Many studies examining association between climate and human health use extra deaths/mortality as the stated health outcome (Keatinge & Donaldson, 2004). In some cases, however, the death rate for a disease is relatively low (e.g., infectious diseases in a developed country) compared with the total number of affected people. Therefore, it is inappropriate to use mortality figures alone to estimate the impact of climate change on human health. This article will 1) review the association between DALYs and climate change in burden-of-disease studies, 2) assess the methodological issues and challenges in such studies, and 3) discuss further research directions.

Climate Change and DALYs in Global-Burden-of-Disease Studies

The WHO GBD study provided useful results in measuring global health status and attributable risk factors (WHO, 2004). Very few studies have, however, examined the relationship between climate change and disease burden, although the impact may be substantial. According to calculations taken from the 2000 global-burden-of-disease study (WHO, 2004), 5,517,000 DALYs were attributable to climate change worldwide. This contribution to the global burden of disease is relatively small compared with contributions from other risk factors, such as tobacco (59,081,000 DALYs) and unsafe water, sanitation, and hygiene (54,158,000 DALYs) (Ezzati, Lopez, Rodgers, Vander, & Murray, 2002). The geographic distribution of DALYs lost because of climate change is uneven across the world, with almost 50 percent of the DALYs lost in regions with high child and adult mortality in Southeast Asia, followed by the losses in regions in Africa (23 percent) and the Eastern Mediterranean (14 percent) (WHO, 2002a). Given the size of its population, Africa has the largest number of DALYs lost per 100,000 inhabitants as a result of climate change (Table 1). It should be acknowledged that because of the lack of research in developing countries on this topic, actual DALYs may be much higher. According to the limited results from WHO, children under five years of age suffer the most from the consequences of climate change, with 88 percent of lost DALYs attributable to climate change occurring in this age group in both developed and developing countries. This proportion is higher than that observed for other environmental risks, including unsafe water, urban air pollution, indoor smoke, and lead exposure (WHO, 2002b) (Table 2).

Chronic disease is one of the leading public health issues in the world, with main risk factors including smoking, physical inactivity, obesity, high blood pressure, and poor nutrition (Centers for Disease Control and Prevention, 2005; Mathers et al., 1999). Climate change with increased temperature might bring about more extreme weather events, which may have effects on both infectious and chronic diseases, including chronic respiratory disorders, heat- or cold-related illnesses such as cardiovascular diseases, injuries, and psychological disorders (McMichael, Haines, Slooff, & Kovats, 1996). Climate change may increase the mortality burden of such chronic diseases, particularly for children, elderly, and frail people. Unfortunately, so far, there has been no study examining the DALYs lost because of such chronic diseases attributable to climate change. Obviously, climate change has not been treated as an "important" risk factor within the burden-of-disease studies for chronic diseases. It should be emphasized that the potential risks of extreme weather and catastrophic climate will certainly increase and will result in more damage to human health (Folland & Karl, 2001). The 2003 European heat wave and extra mortalities were a typical example (Stott, Stone, & Allen, 2004; Grynszpan, 2003).

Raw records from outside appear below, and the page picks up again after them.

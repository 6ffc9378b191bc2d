//! Transport framing.
//!
//! The session layer deals in whole packets of opaque bytes; a [`Framing`]
//! turns packets into stream bytes and back so any byte-stream transport
//! (plain TCP, a proxy tunnel) can carry them. Two codecs are provided:
//! abridged (1-byte init, compact length) and intermediate (4-byte init,
//! plain 4-byte length).

use std::fmt;

/// Upper bound on a single frame. Anything larger is a corrupt stream.
const MAX_FRAME_LEN: usize = 16 * 1024 * 1024;

/// Errors surfaced while de-framing the byte stream.
#[derive(Clone, Copy, Debug, PartialEq, Eq)]
pub enum FramingError {
    /// The stream announced a frame larger than [`MAX_FRAME_LEN`].
    FrameTooLarge {
        /// The announced length in bytes.
        len: usize,
    },
}

impl fmt::Display for FramingError {
    fn fmt(&self, f: &mut fmt::Formatter<'_>) -> fmt::Result {
        match self {
            Self::FrameTooLarge { len } => write!(f, "announced frame of {len} bytes"),
        }
    }
}

impl std::error::Error for FramingError {}

/// A frame codec. Stateful: the first packed frame may carry an init
/// preamble identifying the framing to the server.
pub trait Framing: Send {
    /// Frame `payload` into `out` (appending).
    fn pack(&mut self, payload: &[u8], out: &mut Vec<u8>);

    /// Try to extract one complete frame from the front of `input`.
    ///
    /// Returns `Ok(Some((consumed, frame)))` when a whole frame is
    /// available, `Ok(None)` when more bytes are needed.
    fn unpack(&mut self, input: &[u8]) -> Result<Option<(usize, Vec<u8>)>, FramingError>;
}

// ─── Abridged ────────────────────────────────────────────────────────────────

/// Abridged framing: init byte `0xef`, then each frame is
/// `[len/4 as 1 byte]` or `[0x7f][len/4 as 3 LE bytes]` followed by the
/// payload. Payload lengths are a multiple of 4.
#[derive(Debug, Default)]
pub struct Abridged {
    init_sent: bool,
}

impl Abridged {
    /// A codec that has not yet sent its init byte.
    pub fn new() -> Self {
        Self::default()
    }
}

impl Framing for Abridged {
    fn pack(&mut self, payload: &[u8], out: &mut Vec<u8>) {
        if !self.init_sent {
            out.push(0xef);
            self.init_sent = true;
        }
        let words = payload.len() / 4;
        if words < 0x7f {
            out.push(words as u8);
        } else {
            out.push(0x7f);
            out.push((words & 0xff) as u8);
            out.push(((words >> 8) & 0xff) as u8);
            out.push(((words >> 16) & 0xff) as u8);
        }
        out.extend_from_slice(payload);
    }

    fn unpack(&mut self, input: &[u8]) -> Result<Option<(usize, Vec<u8>)>, FramingError> {
        let Some(&first) = input.first() else {
            return Ok(None);
        };
        let (header, words) = if first < 0x7f {
            (1, first as usize)
        } else {
            if input.len() < 4 {
                return Ok(None);
            }
            (4, input[1] as usize | (input[2] as usize) << 8 | (input[3] as usize) << 16)
        };
        let len = words * 4;
        if len > MAX_FRAME_LEN {
            return Err(FramingError::FrameTooLarge { len });
        }
        if input.len() < header + len {
            return Ok(None);
        }
        Ok(Some((header + len, input[header..header + len].to_vec())))
    }
}

// ─── Intermediate ────────────────────────────────────────────────────────────

/// Intermediate framing: init bytes `0xeeeeeeee`, then each frame is
/// `[len as 4 LE bytes][payload]`.
#[derive(Debug, Default)]
pub struct Intermediate {
    init_sent: bool,
}

impl Intermediate {
    /// A codec that has not yet sent its init bytes.
    pub fn new() -> Self {
        Self::default()
    }
}

impl Framing for Intermediate {
    fn pack(&mut self, payload: &[u8], out: &mut Vec<u8>) {
        if !self.init_sent {
            out.extend_from_slice(&[0xee, 0xee, 0xee, 0xee]);
            self.init_sent = true;
        }
        out.extend_from_slice(&(payload.len() as u32).to_le_bytes());
        out.extend_from_slice(payload);
    }

    fn unpack(&mut self, input: &[u8]) -> Result<Option<(usize, Vec<u8>)>, FramingError> {
        if input.len() < 4 {
            return Ok(None);
        }
        let len = u32::from_le_bytes(input[..4].try_into().unwrap()) as usize;
        if len > MAX_FRAME_LEN {
            return Err(FramingError::FrameTooLarge { len });
        }
        if input.len() < 4 + len {
            return Ok(None);
        }
        Ok(Some((4 + len, input[4..4 + len].to_vec())))
    }
}

#[cfg(test)]
mod tests {
    use super::*;

    #[test]
    fn abridged_init_byte_sent_once() {
        let mut codec = Abridged::new();
        let mut out = Vec::new();
        codec.pack(&[0u8; 4], &mut out);
        assert_eq!(out[0], 0xef);
        let first_len = out.len();
        codec.pack(&[0u8; 4], &mut out);
        assert_ne!(out[first_len], 0xef);
    }

    #[test]
    fn abridged_roundtrip_small_and_large() {
        let mut tx = Abridged::new();
        let mut rx = Abridged::new();
        for len in [4usize, 64, 0x7f * 4, 0x80 * 4, 1 << 16] {
            let payload: Vec<u8> = (0..len).map(|i| i as u8).collect();
            let mut wire = Vec::new();
            tx.pack(&payload, &mut wire);
            let stream = if wire.first() == Some(&0xef) { &wire[1..] } else { &wire[..] };
            let (consumed, frame) = rx.unpack(stream).unwrap().unwrap();
            assert_eq!(consumed, stream.len());
            assert_eq!(frame, payload);
        }
    }

    #[test]
    fn intermediate_roundtrip() {
        let mut tx = Intermediate::new();
        let mut rx = Intermediate::new();
        let payload = vec![7u8; 100];
        let mut wire = Vec::new();
        tx.pack(&payload, &mut wire);
        assert_eq!(&wire[..4], &[0xee; 4]);
        let (consumed, frame) = rx.unpack(&wire[4..]).unwrap().unwrap();
        assert_eq!(consumed, wire.len() - 4);
        assert_eq!(frame, payload);
    }

    #[test]
    fn partial_input_yields_none() {
        let mut rx = Intermediate::new();
        assert_eq!(rx.unpack(&[10, 0, 0]), Ok(None));
        assert_eq!(rx.unpack(&[10, 0, 0, 0, 1, 2]), Ok(None));
    }

    #[test]
    fn oversized_frame_is_rejected() {
        let mut rx = Intermediate::new();
        let wire = (u32::MAX).to_le_bytes();
        assert!(matches!(
            rx.unpack(&wire),
            Err(FramingError::FrameTooLarge { .. })
        ));
    }
}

Infectious diseases affect a large number of people around the world, especially in developing countries (WHO, 2002c). It is therefore important to understand the underlying causes of the burden of infectious diseases. The researchers for the 2000 global-burden-of-disease study made great efforts to answer this question by examining many potential risk factors, including climate change. It was estimated that 2 percent of DALYs lost because of diarrheal diseases and 2 percent of DALYs lost because of malaria could be attributed to climate change (WHO, 2004). It was also expected that the risk of diarrhea could be up to 10 percent higher by 2030 in regions experiencing climate change, compared with regions without such change (WHO, 2003). Since only limited studies have explored such exposure-response relationships, these estimates remain uncertain. Furthermore, studies of DALYs from other relevant infectious diseases attributable to climate change, such as dengue, Japanese encephalitis, West Nile virus infections, and schistosomiasis have not been reported.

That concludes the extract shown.